II. THE INDIGNATION of the western tribes.

(1) Exhibited in a striking manner their jealousy for the Lord God. Though these brethren had been lately endangering their lives and strength on their behalf, marching at their head and capturing their places of abode, nevertheless this kindness does not excuse an after fault. Our gratitude must not blind us to derelictions on the part of our friends. It were mistaken love that hesitated to reprove error. Nor did the westerns delay, they were prompt in action to prepare to root out evil. They knew the value of early attention to it. A little water quenches a fire which, if allowed time to spread, will surpass the power of a flood to extinguish. Let us not say of any sin, "Is it not a little one?" Attack the disease at its commencement or it will defy all treatment! Better lose a limb than the whole body.
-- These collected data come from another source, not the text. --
use chrono::{DateTime, Duration, TimeZone, Utc};
use tracing::{debug, trace};

use crate::errors::SchedulerError;
use crate::models::{
    Confidence, DueCard, FlashcardSchedule, MasteryLevel, ReviewEvent, Scheduled,
    StatisticsSnapshot,
};

pub const INITIAL_EASE_FACTOR: f64 = 2.5;
pub const MINIMUM_EASE_FACTOR: f64 = 1.3;
pub const MIN_QUALITY: i32 = 0;
pub const MAX_QUALITY: i32 = 5;
pub const PASSING_QUALITY: i32 = 3;
pub const MASTERY_THRESHOLD_DAYS: u32 = 21;

const FIRST_INTERVAL_DAYS: u32 = 1;
const SECOND_INTERVAL_DAYS: u32 = 6;
const FAILED_INTERVAL_DAYS: u32 = 1;
// Keeps `now + interval` inside chrono's representable range.
const MAX_INTERVAL_DAYS: u32 = 36_500;
const INTERVAL_EPSILON: f64 = 1e-9;

/// Due cards in review order, highest priority first.
pub type DueQueue<'a, T> = std::iter::Take<std::vec::IntoIter<DueCard<'a, T>>>;

/// SM-2 review scheduler.
///
/// Every method is a pure function of its arguments: the scheduler holds
/// only its tuning parameters, never card state, so one instance can be
/// shared freely across tasks and learners.
#[derive(Debug, Clone)]
pub struct ReviewScheduler {
    initial_ease: f64,
    minimum_ease: f64,
    mastery_threshold_days: u32,
}

impl Default for ReviewScheduler {
    fn default() -> Self {
        Self::new()
    }
}

impl ReviewScheduler {
    pub fn new() -> Self {
        Self {
            initial_ease: INITIAL_EASE_FACTOR,
            minimum_ease: MINIMUM_EASE_FACTOR,
            mastery_threshold_days: MASTERY_THRESHOLD_DAYS,
        }
    }

    pub fn initial_ease(&self) -> f64 {
        self.initial_ease
    }

    /// Apply one review with SM-2 `quality` (0-5) at `now`.
    ///
    /// The ease factor is updated on every review, including failures, and
    /// never drops below the floor. A failing quality (< 3) resets the card
    /// to a one-day interval with zero repetitions.
    pub fn record_review(
        &self,
        schedule: &FlashcardSchedule,
        quality: i32,
        now: DateTime<Utc>,
    ) -> Result<FlashcardSchedule, SchedulerError> {
        Self::validate_quality(quality)?;

        let ease_factor = self.next_ease_factor(schedule.ease_factor, quality);

        let (repetition_count, interval_days) = if quality < PASSING_QUALITY {
            (0, FAILED_INTERVAL_DAYS)
        } else {
            let repetition_count = schedule.repetition_count.saturating_add(1);
            let interval_days = match repetition_count {
                1 => FIRST_INTERVAL_DAYS,
                2 => SECOND_INTERVAL_DAYS,
                _ => grow_interval(schedule.interval_days, ease_factor),
            };
            (repetition_count, interval_days)
        };

        let next_review_at = now + Duration::days(i64::from(interval_days));

        trace!(
            quality,
            previous_ease = schedule.ease_factor,
            ease_factor,
            previous_interval = schedule.interval_days,
            interval_days,
            repetition_count,
            "Review recorded"
        );

        Ok(FlashcardSchedule {
            ease_factor,
            interval_days,
            repetition_count,
            next_review_at: Some(next_review_at),
            last_reviewed_at: Some(now),
        })
    }

    pub fn validate_quality(quality: i32) -> Result<(), SchedulerError> {
        if (MIN_QUALITY..=MAX_QUALITY).contains(&quality) {
            Ok(())
        } else {
            Err(SchedulerError::InvalidQuality(quality))
        }
    }

    /// Map a correct/incorrect answer and self-reported confidence onto the SM-2 scale.
    pub fn quality_from_outcome(&self, correct: bool, confidence: Confidence) -> i32 {
        if !correct {
            return 0;
        }

        match confidence {
            Confidence::Low => 3,
            Confidence::Medium => 4,
            Confidence::High => 5,
        }
    }

    pub fn is_due(&self, schedule: &FlashcardSchedule, now: DateTime<Utc>) -> bool {
        match schedule.next_review_at {
            None => true,
            Some(next_review_at) => next_review_at <= now,
        }
    }

    /// Urgency of a due card: 1 for a never-scheduled card, N + 1 when N whole
    /// days overdue. `None` when the card is not due yet.
    pub fn due_priority(&self, schedule: &FlashcardSchedule, now: DateTime<Utc>) -> Option<i64> {
        match schedule.next_review_at {
            None => Some(1),
            Some(next_review_at) if next_review_at <= now => {
                Some((now - next_review_at).num_days() + 1)
            }
            Some(_) => None,
        }
    }

    /// Rank the due subset of `items`, most overdue first.
    ///
    /// Equal priorities keep their input order. The ranking is rebuilt from
    /// scratch on every call.
    pub fn select_due<'a, T: Scheduled>(
        &self,
        items: &'a [T],
        now: DateTime<Utc>,
        limit: Option<usize>,
    ) -> DueQueue<'a, T> {
        let mut due: Vec<DueCard<'a, T>> = items
            .iter()
            .filter_map(|item| {
                self.due_priority(item.schedule(), now)
                    .map(|priority| DueCard { item, priority })
            })
            .collect();

        // sort_by is stable, which preserves input order among ties
        due.sort_by(|a, b| b.priority.cmp(&a.priority));

        debug!(
            candidates = items.len(),
            due = due.len(),
            limit = ?limit,
            "Selected due cards"
        );

        due.into_iter().take(limit.unwrap_or(usize::MAX))
    }

    /// New takes precedence over the interval check, so every card lands in
    /// exactly one bucket.
    pub fn mastery_level(&self, schedule: &FlashcardSchedule) -> MasteryLevel {
        if schedule.repetition_count == 0 {
            MasteryLevel::New
        } else if schedule.interval_days > self.mastery_threshold_days {
            MasteryLevel::Mastered
        } else {
            MasteryLevel::Learning
        }
    }

    /// Aggregate a learner's cards and review log as seen at `now`.
    ///
    /// "Today" is the calendar day of `now` in its own time zone; review
    /// timestamps are converted into that zone before comparison.
    pub fn compute_statistics<T: Scheduled, Tz: TimeZone>(
        &self,
        items: &[T],
        reviews: &[ReviewEvent],
        now: DateTime<Tz>,
    ) -> StatisticsSnapshot {
        let zone = now.timezone();
        let today = now.date_naive();
        let now_utc = now.with_timezone(&Utc);

        let mut snapshot = StatisticsSnapshot {
            total_cards: items.len(),
            due_count: 0,
            new_count: 0,
            learning_count: 0,
            mastered_count: 0,
            overdue_count: 0,
            due_today_count: 0,
            reviewed_today_count: 0,
            average_ease_factor: self.initial_ease,
        };

        let mut ease_sum = 0.0;
        for item in items {
            let schedule = item.schedule();
            ease_sum += schedule.ease_factor;

            match self.mastery_level(schedule) {
                MasteryLevel::New => snapshot.new_count += 1,
                MasteryLevel::Learning => snapshot.learning_count += 1,
                MasteryLevel::Mastered => snapshot.mastered_count += 1,
            }

            if self.is_due(schedule, now_utc) {
                snapshot.due_count += 1;
            }

            if let Some(next_review_at) = schedule.next_review_at {
                let review_day = next_review_at.with_timezone(&zone).date_naive();
                if review_day < today {
                    snapshot.overdue_count += 1;
                } else if review_day == today {
                    snapshot.due_today_count += 1;
                }
            }
        }

        if !items.is_empty() {
            snapshot.average_ease_factor = ease_sum / items.len() as f64;
        }

        snapshot.reviewed_today_count = reviews
            .iter()
            .filter(|review| review.reviewed_at.with_timezone(&zone).date_naive() == today)
            .count();

        debug!(
            total_cards = snapshot.total_cards,
            due_count = snapshot.due_count,
            due_today = snapshot.due_today_count,
            new_count = snapshot.new_count,
            mastered_count = snapshot.mastered_count,
            reviewed_today = snapshot.reviewed_today_count,
            "Computed study statistics"
        );

        snapshot
    }

    fn next_ease_factor(&self, ease_factor: f64, quality: i32) -> f64 {
        let missing = f64::from(MAX_QUALITY - quality);
        let updated = ease_factor + (0.1 - missing * (0.08 + missing * 0.02));
        round_hundredths(updated.max(self.minimum_ease))
    }
}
(2) Manifested the abiding impression produced by past events. Peor and its dreadful plague, Achan with the loss in battle and dire retribution exacted from the offender and his family, had written in letters of fire and blood the wrath of God against iniquity. The lessons were remembered. Punishment graves the commandment deep within the conscience. Well for us if the past is not forgotten, its events recorded not on the sands but on the rocks. The reasoning of the Israelites was clear. If two and a half tribes transgressed, surely it was to be feared that God would chastise the entire nation; perhaps blot it out from under heaven, since lie had in previous days manifested such severe displeasure at the defection of a few of the people. We cannot allow our brother to persevere in sin and ourselves remain unharmed. The contagion spreads. "Am I my brother's keeper?" is a foolish inquiry and a groundless plea.

(3) Rested on a misunderstanding. And so does much of the strife which prevails. It is frequently impossible for men to know all the reasons by which others are actuated, and a partial view is often unjust. We do not advocate false leniency, or a total suspension of judgment. In the sermon wherein our Lord gave the warning, "Judge not that ye be not judged," He also declared, "By their fruits ye shall know them." We are apt to be hasty in drawing our conclusions, and it is probable that concerning a brother's behaviour we are especially quick in rushing to an adverse judgment. If acquainted with all the circumstances we might praise where now we blame. Let us try to avoid putting uncharitable constructions upon each other's acts. Appearances deceive. In heaven the harmony of love will be perfect, for we shall know even as also we are known. No veil of flesh shall intercept the vision of the spirit. Every signal flashed is clearly deciphered in the pure light of the presence of God; there is no cloud, no haze, to mar the reflection of His glory.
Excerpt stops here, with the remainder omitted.